"Calcium antagonists": a class of drugs with a bright future. Part II. Determination of basic pharmacological properties.

This minireview discusses some simple pharmacological tests useful in detecting biological activity (screening), characterizing mechanisms of action and predicting possible therapeutic applications for calcium antagonists in general and calcium slow channel blockers in particular. In smooth muscle preparations these agents inhibit mechanical effects evoked by K+-depolarization which selectively opens voltage-operated calcium channels (VOC) to allow extracellular Ca++ into the cytosol. In contrast, any inhibition of receptor-mediated responses by calcium antagonists appears to depend on the transduction system and the specific cellular mechanism (e.g. VOC opening consequent to partial depolarization) activated by the receptor and, evidently, on ancillary pharmacological properties of the studied compound. For instance, whereas calcium slow channel blockers antagonize contractions produced by norepinephrine and K+-depolarization in the rat isolated portal vein, they inhibit effectively only the latter response in the rabbit aorta.
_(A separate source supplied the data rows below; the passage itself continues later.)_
//! パース関連のユーティリティ関数

use alstep_target::registers::{REG_F0, REG_FPCR, REG_PC, REG_SP, REG_UNIQUE, REG_ZERO};
use anyhow::Result;

/// アドレス文字列をu64にパース
///
/// 16進数（0xプレフィックス付き）または10進数をサポート
///
/// # Examples
/// ```
/// use alstep_core::parse::parse_address;
///
/// assert_eq!(parse_address("0x1234").unwrap(), 0x1234);
/// assert_eq!(parse_address("1234").unwrap(), 1234);
/// ```
pub fn parse_address(s: &str) -> Result<u64> {
    let s = s.trim();

    if let Some(hex) = s.strip_prefix("0x").or_else(|| s.strip_prefix("0X")) {
        u64::from_str_radix(hex, 16)
            .map_err(|e| anyhow::anyhow!("Invalid hexadecimal address '{}': {}", s, e))
    } else {
        // 10進数でもダメなら16進数として解釈を試みる
        s.parse::<u64>()
            .or_else(|_| u64::from_str_radix(s, 16))
            .map_err(|e| anyhow::anyhow!("Invalid address '{}': {}", s, e))
    }
}

/// レジスタ名または番号をレジスタ番号にパース
///
/// `r0`-`r31`, `f0`-`f31`, `gp`, `sp`, `zero`, `fpcr`, `pc`, `unique`、
/// または `$` 付き・なしの10進番号を受け付けます。
pub fn parse_register(s: &str) -> Result<u64> {
    let s = s.trim().trim_start_matches('$').to_ascii_lowercase();

    let numbered = |prefix: &str, base: u64| -> Option<u64> {
        s.strip_prefix(prefix)
            .and_then(|n| n.parse::<u64>().ok())
            .filter(|n| *n < 32)
            .map(|n| base + n)
    };

    let regno = match s.as_str() {
        "gp" => Some(29),
        "sp" => Some(REG_SP),
        "zero" => Some(REG_ZERO),
        "fpcr" => Some(REG_FPCR),
        "pc" => Some(REG_PC),
        "unique" => Some(REG_UNIQUE),
        _ => numbered("r", 0)
            .or_else(|| numbered("f", REG_F0))
            .or_else(|| s.parse::<u64>().ok()),
    };

    regno.ok_or_else(|| anyhow::anyhow!("Invalid register '{}'", s))
}
//! シングルステップとレジスタアクセスの統合テスト

use alstep_core::decode::encode;
use alstep_core::{
    arm_single_step, cancel_single_step, disable_single_step, read_register, write_register,
    TraceError,
};
use alstep_target::fpu::{ieee_swcr_to_fpcr, FPCR_DYN_MINUS, IEEE_STATUS_UNF, IEEE_TRAP_ENABLE_DZE};
use alstep_target::{
    MemoryExt, SoftwareBreakpoint, SparseMemory, StepState, Task, BREAKINST,
};

/// bis $31,$31,$31
const NOP: u32 = 0x47ff_041f;
/// addq $1,$2,$3
const ADDQ: u32 = 0x4022_0403;

fn init_tracing() {
    let _ = tracing_subscriber::fmt()
        .with_env_filter("debug")
        .with_test_writer()
        .try_init();
}

/// `pc` から命令列を配置したタスクを作成する
fn task_with_code(pc: u64, words: &[u32]) -> Task<SparseMemory> {
    init_tracing();
    let mut mem = SparseMemory::new();
    let bytes: Vec<u8> = words.iter().flat_map(|w| w.to_le_bytes()).collect();
    mem.load(pc, &bytes, true);
    let mut task = Task::new(42, mem);
    task.set_pc(pc);
    task
}

#[test]
fn test_register_write_read_round_trip() {
    let mut task = task_with_code(0x1000, &[NOP]);

    for regno in 0..=65u64 {
        let value = 0xa5a5_0000_0000_0000 | regno;
        write_register(&mut task, regno, value).unwrap();
        let read = read_register(&task, regno);
        match regno {
            31 => assert_eq!(read, 0),
            63 => {}
            _ => assert_eq!(read, value, "reg {}", regno),
        }
    }
}

#[test]
fn test_fpcr_reads_back_derived_control_bits() {
    let mut task = task_with_code(0x1000, &[NOP]);
    let sw = IEEE_TRAP_ENABLE_DZE | IEEE_STATUS_UNF;

    write_register(&mut task, 63, FPCR_DYN_MINUS | sw).unwrap();

    // 書いた値そのものではなく、動的丸めモード | 導出した制御ビット | swcr
    let expected = FPCR_DYN_MINUS | ieee_swcr_to_fpcr(sw) | sw;
    assert_eq!(read_register(&task, 63), expected);
}

#[test]
fn test_sequential_instruction_end_to_end() {
    let mut task = task_with_code(0x1000, &[ADDQ, NOP]);

    assert_eq!(arm_single_step(&mut task).unwrap(), 1);
    let bps = task.thread.step.breakpoints();
    assert_eq!(bps.len(), 1);
    assert_eq!(bps[0].address(), 0x1004);
    assert_eq!(bps[0].original_insn(), NOP);
    assert_eq!(task.memory.read_u32(0x1004).unwrap(), BREAKINST);
    // PCの命令は書き換えない
    assert_eq!(task.memory.read_u32(0x1000).unwrap(), ADDQ);

    assert!(cancel_single_step(&mut task));
    assert_eq!(task.memory.read_u32(0x1004).unwrap(), NOP);
    assert_eq!(task.thread.step, StepState::Idle);
}

#[test]
fn test_branch_with_zero_displacement_uses_one_slot() {
    let mut task = task_with_code(0x1000, &[encode::branch(0x30, 31, 0), NOP]);

    assert_eq!(arm_single_step(&mut task).unwrap(), 1);
    let bps = task.thread.step.breakpoints();
    assert_eq!(bps.len(), 1);
    assert_eq!(bps[0].address(), 0x1004);
}

#[test]
fn test_branch_arms_both_outcomes() {
    // beq $1, +4 命令
    let mut words = vec![encode::branch(0x39, 1, 4), NOP];
    words.extend([NOP; 4]);
    let mut task = task_with_code(0x1000, &words);

    assert_eq!(arm_single_step(&mut task).unwrap(), 2);
    let addrs: Vec<u64> = task
        .thread
        .step
        .breakpoints()
        .iter()
        .map(|bp| bp.address())
        .collect();
    assert_eq!(addrs, vec![0x1004, 0x1014]);
    assert_eq!(task.memory.read_u32(0x1004).unwrap(), BREAKINST);
    assert_eq!(task.memory.read_u32(0x1014).unwrap(), BREAKINST);

    assert!(cancel_single_step(&mut task));
    assert_eq!(task.memory.read_u32(0x1004).unwrap(), NOP);
    assert_eq!(task.memory.read_u32(0x1014).unwrap(), NOP);
}

#[test]
fn test_indirect_jump_targets_base_register() {
    // ret $31,($26),1
    let mut task = task_with_code(0x1000, &[encode::jump(31, 26, 1), NOP]);
    task.memory.load(0x2000, &ADDQ.to_le_bytes(), true);
    write_register(&mut task, 26, 0x2000).unwrap();

    assert_eq!(arm_single_step(&mut task).unwrap(), 1);
    let bps = task.thread.step.breakpoints();
    assert_eq!(bps[0].address(), 0x2000);
    assert_eq!(bps[0].original_insn(), ADDQ);
    assert_eq!(task.memory.read_u32(0x2000).unwrap(), BREAKINST);
    // フォールスルー先には置かない
    assert_eq!(task.memory.read_u32(0x1004).unwrap(), NOP);
}

#[test]
fn test_jump_through_switch_frame_register() {
    // jmp $31,($9) - r9はスイッチフレームに保存されている
    let mut task = task_with_code(0x1000, &[encode::jump(31, 9, 0)]);
    task.memory.load(0x3000, &NOP.to_le_bytes(), true);
    task.switch.r9 = 0x3000;

    assert_eq!(arm_single_step(&mut task).unwrap(), 1);
    assert_eq!(task.thread.step.breakpoints()[0].address(), 0x3000);
}

#[test]
fn test_cancel_without_pending_is_noop() {
    let mut task = task_with_code(0x1000, &[NOP, NOP]);
    assert!(!cancel_single_step(&mut task));
    assert_eq!(task.memory.read_u32(0x1004).unwrap(), NOP);
}

#[test]
fn test_fetch_failure_at_pc_installs_nothing() {
    let mut task = task_with_code(0x1000, &[NOP]);
    task.set_pc(0x9000);

    let err = arm_single_step(&mut task).unwrap_err();
    assert!(matches!(err, TraceError::ShortCopy { addr: 0x9000, .. }));
    assert_eq!(task.thread.step, StepState::Idle);
    assert!(!cancel_single_step(&mut task));
}

#[test]
fn test_cancel_twice_is_safe() {
    let mut task = task_with_code(0x1000, &[NOP, NOP]);
    arm_single_step(&mut task).unwrap();

    assert!(cancel_single_step(&mut task));
    // 2回目は何もしない（他者が書いた内容を上書きしない）
    task.memory.write_u32(0x1004, ADDQ).unwrap();
    assert!(!cancel_single_step(&mut task));
    assert_eq!(task.memory.read_u32(0x1004).unwrap(), ADDQ);
}

#[test]
fn test_unreadable_branch_target_keeps_installed_breakpoint() {
    // br +0x4000 命令。分岐先のページは未マッピング
    let mut task = task_with_code(0x1000, &[encode::branch(0x30, 31, 0x1000), NOP]);

    let err = arm_single_step(&mut task).unwrap_err();
    assert!(matches!(err, TraceError::ShortCopy { addr: 0x5004, .. }));

    // フォールスルー先のブレークポイントは記録されたまま
    assert_eq!(task.thread.step.breakpoints().len(), 1);
    assert_eq!(task.memory.read_u32(0x1004).unwrap(), BREAKINST);

    assert!(cancel_single_step(&mut task));
    assert_eq!(task.memory.read_u32(0x1004).unwrap(), NOP);
}

#[test]
fn test_readonly_target_reports_error() {
    let mut task = task_with_code(0x1000, &[ADDQ]);
    task.memory.load(0x1004, &NOP.to_le_bytes(), false);

    assert!(arm_single_step(&mut task).is_err());
    assert_eq!(task.memory.read_u32(0x1004).unwrap(), NOP);

    // 書き戻しの失敗は報告されない
    assert!(cancel_single_step(&mut task));
    assert_eq!(task.thread.step, StepState::Idle);
}

#[test]
fn test_overlong_pending_list_is_clamped() {
    let mut task = task_with_code(0x1000, &[NOP, NOP, NOP, NOP]);
    let bps: Vec<SoftwareBreakpoint> = [0x1004, 0x1008, 0x100c]
        .iter()
        .map(|&addr| SoftwareBreakpoint::fetch(&mut task.memory, addr).unwrap())
        .collect();
    for bp in &bps {
        bp.install(&mut task.memory).unwrap();
    }
    task.thread.step = StepState::Pending(bps);

    assert!(cancel_single_step(&mut task));
    assert_eq!(task.memory.read_u32(0x1004).unwrap(), NOP);
    assert_eq!(task.memory.read_u32(0x1008).unwrap(), NOP);
    // 3つ目は書き戻されない
    assert_eq!(task.memory.read_u32(0x100c).unwrap(), BREAKINST);
}

#[test]
fn test_disable_equals_cancel() {
    let mut task = task_with_code(0x1000, &[NOP, NOP]);
    arm_single_step(&mut task).unwrap();
    disable_single_step(&mut task);
    assert_eq!(task.memory.read_u32(0x1004).unwrap(), NOP);
    assert_eq!(task.thread.step, StepState::Idle);
}
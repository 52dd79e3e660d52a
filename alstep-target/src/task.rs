//! トレース対象タスク

use crate::context::{SwitchFrame, TrapFrame};
use crate::fpu::CpuModel;
use crate::memory::AddressSpace;
use crate::registers::{RegLocation, Register};
use crate::thread::{ThreadId, ThreadInfo};

/// 停止中のトレース対象
///
/// 保存レジスタコンテキスト、スレッド情報、アドレス空間を所有します。
/// 操作はすべて `&mut self` を取るため、1つのトレース対象を同時に
/// 2つのトレーサが操作することはありません。
pub struct Task<M> {
    tid: ThreadId,
    /// トラップフレーム
    pub trap: TrapFrame,
    /// スイッチフレーム
    pub switch: SwitchFrame,
    /// スレッド情報
    pub thread: ThreadInfo,
    /// アドレス空間
    pub memory: M,
}

impl<M: AddressSpace> Task<M> {
    /// 全レジスタがゼロのタスクを作成する
    pub fn new(tid: ThreadId, memory: M) -> Self {
        Self {
            tid,
            trap: TrapFrame::default(),
            switch: SwitchFrame::default(),
            thread: ThreadInfo::default(),
            memory,
        }
    }

    /// CPU実装バージョンを指定する
    pub fn with_cpu(mut self, cpu: CpuModel) -> Self {
        self.thread.cpu = cpu;
        self
    }

    /// スレッドIDを取得する
    pub fn tid(&self) -> ThreadId {
        self.tid
    }

    /// レジスタ番号の保存位置を取得する
    pub fn locate(&self, regno: u64) -> RegLocation {
        Register::from_index(regno).location()
    }

    /// 保存位置の値を読み取る
    pub fn slot(&self, loc: RegLocation) -> u64 {
        match loc {
            RegLocation::Trap(slot) => self.trap.get(slot),
            RegLocation::Switch(slot) => self.switch.get(slot),
            RegLocation::UserSp => self.thread.pcb.usp,
            RegLocation::Unique => self.thread.pcb.unique,
            RegLocation::Zero => 0,
        }
    }

    /// 保存位置に値を書き込む
    ///
    /// ゼロレジスタへの書き込みは捨てられます。
    pub fn store(&mut self, loc: RegLocation, value: u64) {
        match loc {
            RegLocation::Trap(slot) => self.trap.set(slot, value),
            RegLocation::Switch(slot) => self.switch.set(slot, value),
            RegLocation::UserSp => self.thread.pcb.usp = value,
            RegLocation::Unique => self.thread.pcb.unique = value,
            RegLocation::Zero => {}
        }
    }

    /// プログラムカウンタを取得する
    pub fn pc(&self) -> u64 {
        self.trap.pc
    }

    /// プログラムカウンタを設定する
    pub fn set_pc(&mut self, pc: u64) {
        self.trap.pc = pc;
    }
}
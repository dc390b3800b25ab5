//! Per-frame simulation step
//!
//! One call to `tick` moves both shapes by their velocity, bounces them off
//! the walls and swaps their velocities if they touch. Positions are never
//! corrected: a fast shape may poke past a wall, or into the other shape,
//! for a frame or more before its velocity carries it back out.

use std::mem;

use super::collision::{outside_bounds, shapes_touch};
use super::state::{Shape, SimState};

/// Velocity components flipped by a wall bounce
#[derive(Debug, Clone, Copy, PartialEq, Eq, Default)]
pub struct BounceAxes {
    pub x: bool,
    pub y: bool,
}

impl BounceAxes {
    pub fn any(&self) -> bool {
        self.x || self.y
    }
}

/// What happened during one tick
#[derive(Debug, Clone, Copy, PartialEq, Eq, Default)]
pub struct TickReport {
    /// Wall bounces per shape
    pub bounces: [BounceAxes; 2],
    /// Whether the shapes swapped velocities
    pub collided: bool,
}

/// Advance a shape by one frame of its own velocity
#[inline]
pub fn integrate(shape: &mut Shape) {
    shape.pos += shape.vel;
}

/// Negate each velocity component whose axis crosses a wall
///
/// Checked against the current (post-integration) position; the position
/// itself is left alone.
pub fn reflect_on_bounds(shape: &mut Shape, half_size: f32, boundary: f32) -> BounceAxes {
    let mut axes = BounceAxes::default();
    if outside_bounds(shape.pos.x, half_size, boundary) {
        shape.vel.x = -shape.vel.x;
        axes.x = true;
    }
    if outside_bounds(shape.pos.y, half_size, boundary) {
        shape.vel.y = -shape.vel.y;
        axes.y = true;
    }
    axes
}

/// Swap the two velocity vectors if the shapes touch
///
/// Returns true on contact. Coincident shapes count as touching.
pub fn detect_and_resolve_collision(a: &mut Shape, b: &mut Shape, half_size: f32) -> bool {
    if shapes_touch(a.pos, b.pos, half_size) {
        mem::swap(&mut a.vel, &mut b.vel);
        true
    } else {
        false
    }
}

/// Advance the simulation by one frame
pub fn tick(state: &mut SimState) -> TickReport {
    let half_size = state.half_size;
    let boundary = state.boundary;
    let mut report = TickReport::default();

    for (shape, bounce) in state.shapes.iter_mut().zip(report.bounces.iter_mut()) {
        integrate(shape);
        *bounce = reflect_on_bounds(shape, half_size, boundary);
    }

    let [a, b] = &mut state.shapes;
    report.collided = detect_and_resolve_collision(a, b, half_size);
    if report.collided {
        state.collisions += 1;
        log::trace!(
            "frame {}: collision #{} at {:?} / {:?}",
            state.frame,
            state.collisions,
            a.pos,
            b.pos
        );
    }

    for (i, bounce) in report.bounces.iter().enumerate() {
        if bounce.any() {
            log::trace!("frame {}: shape {} bounced {:?}", state.frame, i, bounce);
        }
    }

    state.frame += 1;
    report
}
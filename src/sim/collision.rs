//! Wall and shape-to-shape contact tests
//!
//! Both shapes share one half-size, which serves as the wall margin and as
//! the collision radius. Nothing here resolves overlap; callers only flip or
//! swap velocities.

use glam::Vec2;

/// Euclidean distance between two centers
#[inline]
pub fn distance(a: Vec2, b: Vec2) -> f32 {
    let d = b - a;
    (d.x * d.x + d.y * d.y).sqrt()
}

/// Whether two shapes of the given half-size are touching (strict)
#[inline]
pub fn shapes_touch(a: Vec2, b: Vec2, half_size: f32) -> bool {
    distance(a, b) < half_size * 2.0
}

/// Whether a square extent along one axis crosses either wall
#[inline]
pub fn outside_bounds(p: f32, half_size: f32, boundary: f32) -> bool {
    p + half_size > boundary || p - half_size < -boundary
}

#[cfg(test)]
mod tests {
    use super::*;

    #[test]
    fn test_distance() {
        assert_eq!(distance(Vec2::ZERO, Vec2::new(3.0, 4.0)), 5.0);
        assert_eq!(distance(Vec2::new(0.5, 0.5), Vec2::new(0.5, 0.5)), 0.0);
    }

    #[test]
    fn test_touch_threshold_is_strict() {
        let h = 0.1_f32;

        // Exactly 2h apart: not touching
        assert!(!shapes_touch(Vec2::ZERO, Vec2::new(2.0 * h, 0.0), h));
        // Just inside
        assert!(shapes_touch(Vec2::ZERO, Vec2::new(0.19999, 0.0), h));
        // Diagonal, well inside
        assert!(shapes_touch(Vec2::new(0.1, 0.1), Vec2::new(0.2, 0.2), h));
        // Coincident centers
        assert!(shapes_touch(Vec2::ONE, Vec2::ONE, h));
    }

    #[test]
    fn test_outside_bounds() {
        // Right edge
        assert!(outside_bounds(0.95, 0.1, 1.0));
        // Left edge
        assert!(outside_bounds(-0.95, 0.1, 1.0));
        // Well inside
        assert!(!outside_bounds(0.0, 0.1, 1.0));
        // Flush with the wall does not count
        assert!(!outside_bounds(0.5, 0.5, 1.0));
    }
}
//! Deterministic simulation module
//!
//! All motion and collision logic lives here. This module must be pure and
//! deterministic:
//! - One step per frame, no wall-clock time
//! - Seeded RNG only (spawn positions)
//! - No rendering or platform dependencies

pub mod collision;
pub mod state;
pub mod tick;

pub use collision::{distance, outside_bounds, shapes_touch};
pub use state::{RngState, Shape, SimState, initial_velocities, spawn_positions};
pub use tick::{
    BounceAxes, TickReport, detect_and_resolve_collision, integrate, reflect_on_bounds, tick,
};
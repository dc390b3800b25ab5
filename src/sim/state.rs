//! Simulation state and core types
//!
//! Everything that evolves from frame to frame lives in `SimState`, so two
//! states built from the same seed and settings stay identical forever.

use glam::Vec2;
use rand::{Rng, SeedableRng};
use rand_pcg::Pcg32;
use serde::{Deserialize, Serialize};

use crate::consts::*;
use crate::settings::Settings;

/// A bouncing square
#[derive(Debug, Clone, Copy, PartialEq, Default, Serialize, Deserialize)]
pub struct Shape {
    /// Center in normalized device coordinates
    pub pos: Vec2,
    /// Displacement per frame
    pub vel: Vec2,
}

impl Shape {
    pub const fn new(pos: Vec2, vel: Vec2) -> Self {
        Self { pos, vel }
    }
}

/// RNG state wrapper for serialization
#[derive(Debug, Clone, Serialize, Deserialize)]
pub struct RngState {
    pub seed: u64,
}

impl RngState {
    pub fn new(seed: u64) -> Self {
        Self { seed }
    }

    pub fn to_rng(&self) -> Pcg32 {
        Pcg32::seed_from_u64(self.seed)
    }
}

/// Complete simulation state (deterministic, serializable)
#[derive(Debug, Clone, Serialize, Deserialize)]
pub struct SimState {
    /// Run seed for reproducibility
    pub seed: u64,
    /// Half-size shared by both shapes
    pub half_size: f32,
    /// Half-extent of the domain
    pub boundary: f32,
    /// The two shapes, drawn red and blue respectively
    pub shapes: [Shape; 2],
    /// Frames in which the shapes were touching
    pub collisions: u64,
    /// Completed simulation steps
    pub frame: u64,
}

impl SimState {
    /// Create a state with default settings
    pub fn new(seed: u64) -> Self {
        Self::with_settings(seed, &Settings::default())
    }

    /// Spawn both shapes, then apply the running half-size
    pub fn with_settings(seed: u64, settings: &Settings) -> Self {
        let mut rng = RngState::new(seed).to_rng();
        let [a, b] = spawn_positions(&mut rng, settings.spawn_half_size);
        let [va, vb] = initial_velocities(settings.speed_coef);

        let mut state = Self {
            seed,
            half_size: settings.spawn_half_size,
            boundary: settings.boundary,
            shapes: [Shape::new(a, va), Shape::new(b, vb)],
            collisions: 0,
            frame: 0,
        };
        state.set_half_size(settings.half_size);
        state
    }

    /// Change the half-size of both shapes at once
    pub fn set_half_size(&mut self, half_size: f32) {
        self.half_size = half_size;
    }
}

/// Draw the two spawn points: one in the lower-left region, one in the upper-right
pub fn spawn_positions(rng: &mut impl Rng, spawn_half_size: f32) -> [Vec2; 2] {
    let x1 = -SPAWN_OFFSET + spawn_half_size + rng.random::<f32>() * SPAWN_SPREAD;
    let y1 = -SPAWN_OFFSET + spawn_half_size + rng.random::<f32>() * SPAWN_SPREAD;
    let x2 = SPAWN_OFFSET + spawn_half_size - rng.random::<f32>() * SPAWN_SPREAD;
    let y2 = SPAWN_OFFSET + spawn_half_size - rng.random::<f32>() * SPAWN_SPREAD;
    [Vec2::new(x1, y1), Vec2::new(x2, y2)]
}

/// Base velocities scaled by `speed_coef`
pub fn initial_velocities(speed_coef: f32) -> [Vec2; 2] {
    [
        Vec2::from_array(SHAPE_A_VELOCITY) * speed_coef,
        Vec2::from_array(SHAPE_B_VELOCITY) * speed_coef,
    ]
}
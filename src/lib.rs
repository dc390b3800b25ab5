//! Bounce Squares - two squares bouncing inside a window
//!
//! Core modules:
//! - `sim`: Deterministic simulation (integration, wall bounce, pair collision)
//! - `renderer`: Quad generation, projection and the WebGPU pipeline
//! - `platform`: Windowing/graphics host abstraction and the native host
//! - `frame`: Per-frame draw/update/present loop over any host
//! - `settings`: Startup configuration

pub mod error;
pub mod frame;
pub mod platform;
pub mod renderer;
pub mod settings;
pub mod sim;

pub use error::{Error, Result};
pub use settings::Settings;

/// Simulation and window constants
pub mod consts {
    /// Half-extent of the simulation domain (NDC)
    pub const BOUNDARY: f32 = 1.0;

    /// Half-size used when spawning shapes
    pub const SPAWN_HALF_SIZE: f32 = 0.2;
    /// Half-size applied once after spawning
    pub const HALF_SIZE: f32 = 0.1;

    /// Offset of each spawn region from the origin
    pub const SPAWN_OFFSET: f32 = 0.5;
    /// Width of the random spawn spread per axis
    pub const SPAWN_SPREAD: f32 = 0.5;

    /// Base velocity of the first shape (per frame)
    pub const SHAPE_A_VELOCITY: [f32; 2] = [0.01, 0.015];
    /// Base velocity of the second shape (per frame)
    pub const SHAPE_B_VELOCITY: [f32; 2] = [-0.015, -0.01];
    /// Multiplier applied to both base velocities
    pub const SPEED_COEF: f32 = 1.0;

    /// Window defaults
    pub const WINDOW_WIDTH: u32 = 1000;
    pub const WINDOW_HEIGHT: u32 = 1000;
    pub const WINDOW_TITLE: &str = "Bounce Squares";
}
This apparent discrepancy may be accounted for by the different pool of Ca++ mobilized in the two tissues by norepinephrine. Agents (e.g. diphenylalkylamines, calmodulin blockers) that impair the interaction of Ca++ with intracellular proteins produce effects which are less specific than those of slow channel blockers. Currently, the pharmacological profile of calcium antagonists can be appropriately defined by studying their effects on radioligand (dihydropyridine) binding, radioactive calcium movements through biological membranes, electrophysiological parameters in cardiac and vascular smooth muscle and on various in vivo cardiovascular preparations. Together, these approaches allow a functional classification of new calcium antagonists in relation to already known compounds and some hypotheses on their potential clinical applications. Finally, desirable pharmacokinetics and pharmacological properties for novel calcium antagonists are mentioned. This point will be further explored in the forthcoming minireview which will deal with the clinical applications of calcium antagonists.